== Task details ==
Copy, from the entries below, each line where the word "href" can be found.

Records from a data source:

▼▼▼

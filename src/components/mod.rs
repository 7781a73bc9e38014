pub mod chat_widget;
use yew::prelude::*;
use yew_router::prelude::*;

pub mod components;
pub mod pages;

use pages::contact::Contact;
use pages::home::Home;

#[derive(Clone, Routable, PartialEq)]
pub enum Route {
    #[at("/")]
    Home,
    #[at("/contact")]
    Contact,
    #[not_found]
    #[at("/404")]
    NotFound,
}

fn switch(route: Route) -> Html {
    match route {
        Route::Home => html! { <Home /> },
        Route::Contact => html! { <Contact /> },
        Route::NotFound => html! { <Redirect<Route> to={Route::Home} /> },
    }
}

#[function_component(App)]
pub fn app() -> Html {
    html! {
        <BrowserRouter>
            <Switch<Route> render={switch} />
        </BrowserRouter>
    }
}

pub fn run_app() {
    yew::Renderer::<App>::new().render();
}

▲▲▲
▼▼▼

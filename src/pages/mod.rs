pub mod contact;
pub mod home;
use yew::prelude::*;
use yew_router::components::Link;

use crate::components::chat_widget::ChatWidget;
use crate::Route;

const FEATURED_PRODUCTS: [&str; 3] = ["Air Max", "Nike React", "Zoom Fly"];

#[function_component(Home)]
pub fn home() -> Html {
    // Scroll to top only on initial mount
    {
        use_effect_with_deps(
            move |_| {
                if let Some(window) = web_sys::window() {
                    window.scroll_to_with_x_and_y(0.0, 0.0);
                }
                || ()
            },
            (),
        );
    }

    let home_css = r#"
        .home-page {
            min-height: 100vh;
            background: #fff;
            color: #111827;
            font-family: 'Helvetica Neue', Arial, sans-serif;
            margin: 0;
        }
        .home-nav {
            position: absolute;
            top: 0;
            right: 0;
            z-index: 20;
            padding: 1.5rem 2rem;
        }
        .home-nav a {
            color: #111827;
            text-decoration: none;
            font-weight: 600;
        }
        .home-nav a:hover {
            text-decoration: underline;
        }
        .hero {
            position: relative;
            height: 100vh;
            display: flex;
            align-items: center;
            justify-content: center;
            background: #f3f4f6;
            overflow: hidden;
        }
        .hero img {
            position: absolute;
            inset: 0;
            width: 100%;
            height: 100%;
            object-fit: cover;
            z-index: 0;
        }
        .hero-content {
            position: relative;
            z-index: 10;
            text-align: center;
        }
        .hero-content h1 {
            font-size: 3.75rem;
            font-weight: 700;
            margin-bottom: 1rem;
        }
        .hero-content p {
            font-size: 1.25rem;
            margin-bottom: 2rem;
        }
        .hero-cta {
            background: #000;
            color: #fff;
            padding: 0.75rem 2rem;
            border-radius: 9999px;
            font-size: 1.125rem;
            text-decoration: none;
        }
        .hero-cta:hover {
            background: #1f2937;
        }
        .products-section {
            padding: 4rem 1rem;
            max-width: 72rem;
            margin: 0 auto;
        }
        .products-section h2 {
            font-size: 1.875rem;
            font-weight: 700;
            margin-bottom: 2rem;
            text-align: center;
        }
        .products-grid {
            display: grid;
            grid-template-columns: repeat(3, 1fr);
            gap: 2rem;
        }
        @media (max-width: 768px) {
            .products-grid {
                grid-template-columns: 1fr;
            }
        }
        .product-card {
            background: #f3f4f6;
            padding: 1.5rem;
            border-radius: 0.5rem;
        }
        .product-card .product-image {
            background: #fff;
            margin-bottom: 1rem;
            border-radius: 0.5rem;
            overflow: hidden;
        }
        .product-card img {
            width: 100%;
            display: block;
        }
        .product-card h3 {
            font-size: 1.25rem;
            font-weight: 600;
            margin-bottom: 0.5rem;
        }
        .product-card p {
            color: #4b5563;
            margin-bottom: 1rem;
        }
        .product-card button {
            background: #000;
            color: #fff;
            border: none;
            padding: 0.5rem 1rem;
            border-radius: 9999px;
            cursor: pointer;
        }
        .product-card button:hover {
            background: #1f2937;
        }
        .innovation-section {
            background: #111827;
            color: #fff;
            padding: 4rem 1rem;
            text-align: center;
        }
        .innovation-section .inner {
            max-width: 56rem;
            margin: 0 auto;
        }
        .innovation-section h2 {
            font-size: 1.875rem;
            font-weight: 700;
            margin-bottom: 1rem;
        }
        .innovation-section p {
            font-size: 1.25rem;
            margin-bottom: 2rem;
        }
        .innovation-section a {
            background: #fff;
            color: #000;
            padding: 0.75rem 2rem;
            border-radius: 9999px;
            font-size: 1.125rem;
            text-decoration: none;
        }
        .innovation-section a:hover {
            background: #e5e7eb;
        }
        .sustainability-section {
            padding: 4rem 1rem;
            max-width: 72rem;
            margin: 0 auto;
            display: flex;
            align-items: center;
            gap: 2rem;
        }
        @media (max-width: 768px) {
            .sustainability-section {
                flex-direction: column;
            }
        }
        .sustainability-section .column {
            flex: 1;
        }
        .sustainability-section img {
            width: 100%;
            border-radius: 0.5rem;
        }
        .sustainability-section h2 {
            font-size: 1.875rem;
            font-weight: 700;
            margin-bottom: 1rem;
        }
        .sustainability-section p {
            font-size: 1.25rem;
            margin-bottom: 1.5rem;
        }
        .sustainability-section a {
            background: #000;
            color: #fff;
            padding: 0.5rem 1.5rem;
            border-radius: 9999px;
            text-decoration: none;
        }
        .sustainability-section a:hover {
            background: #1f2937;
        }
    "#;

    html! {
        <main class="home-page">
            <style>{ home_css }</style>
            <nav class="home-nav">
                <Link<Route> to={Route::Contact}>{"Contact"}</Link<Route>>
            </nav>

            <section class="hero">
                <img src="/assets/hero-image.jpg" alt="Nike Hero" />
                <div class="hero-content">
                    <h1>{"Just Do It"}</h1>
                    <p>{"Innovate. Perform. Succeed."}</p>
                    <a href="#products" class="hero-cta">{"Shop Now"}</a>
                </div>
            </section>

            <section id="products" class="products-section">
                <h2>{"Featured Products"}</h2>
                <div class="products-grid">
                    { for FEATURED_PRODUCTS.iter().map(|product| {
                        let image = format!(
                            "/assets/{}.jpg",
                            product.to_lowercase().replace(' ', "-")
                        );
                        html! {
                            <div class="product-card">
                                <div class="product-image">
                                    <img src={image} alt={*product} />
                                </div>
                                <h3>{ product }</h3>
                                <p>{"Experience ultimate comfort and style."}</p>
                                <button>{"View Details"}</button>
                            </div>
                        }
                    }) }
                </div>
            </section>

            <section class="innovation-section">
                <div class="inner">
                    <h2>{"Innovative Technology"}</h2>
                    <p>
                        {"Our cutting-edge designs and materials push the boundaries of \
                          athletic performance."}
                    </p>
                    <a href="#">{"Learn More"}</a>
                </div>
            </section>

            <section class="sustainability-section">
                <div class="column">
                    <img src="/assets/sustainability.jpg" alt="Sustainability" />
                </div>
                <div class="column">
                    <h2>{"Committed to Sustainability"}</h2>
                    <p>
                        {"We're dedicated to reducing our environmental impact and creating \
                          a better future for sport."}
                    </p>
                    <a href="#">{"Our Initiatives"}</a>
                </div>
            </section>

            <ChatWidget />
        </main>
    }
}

▲▲▲

== Finished task ==
                    <a href="#products" class="hero-cta">{"Shop Now"}</a>
                    <a href="#">{"Learn More"}</a>
                    <a href="#">{"Our Initiatives"}</a>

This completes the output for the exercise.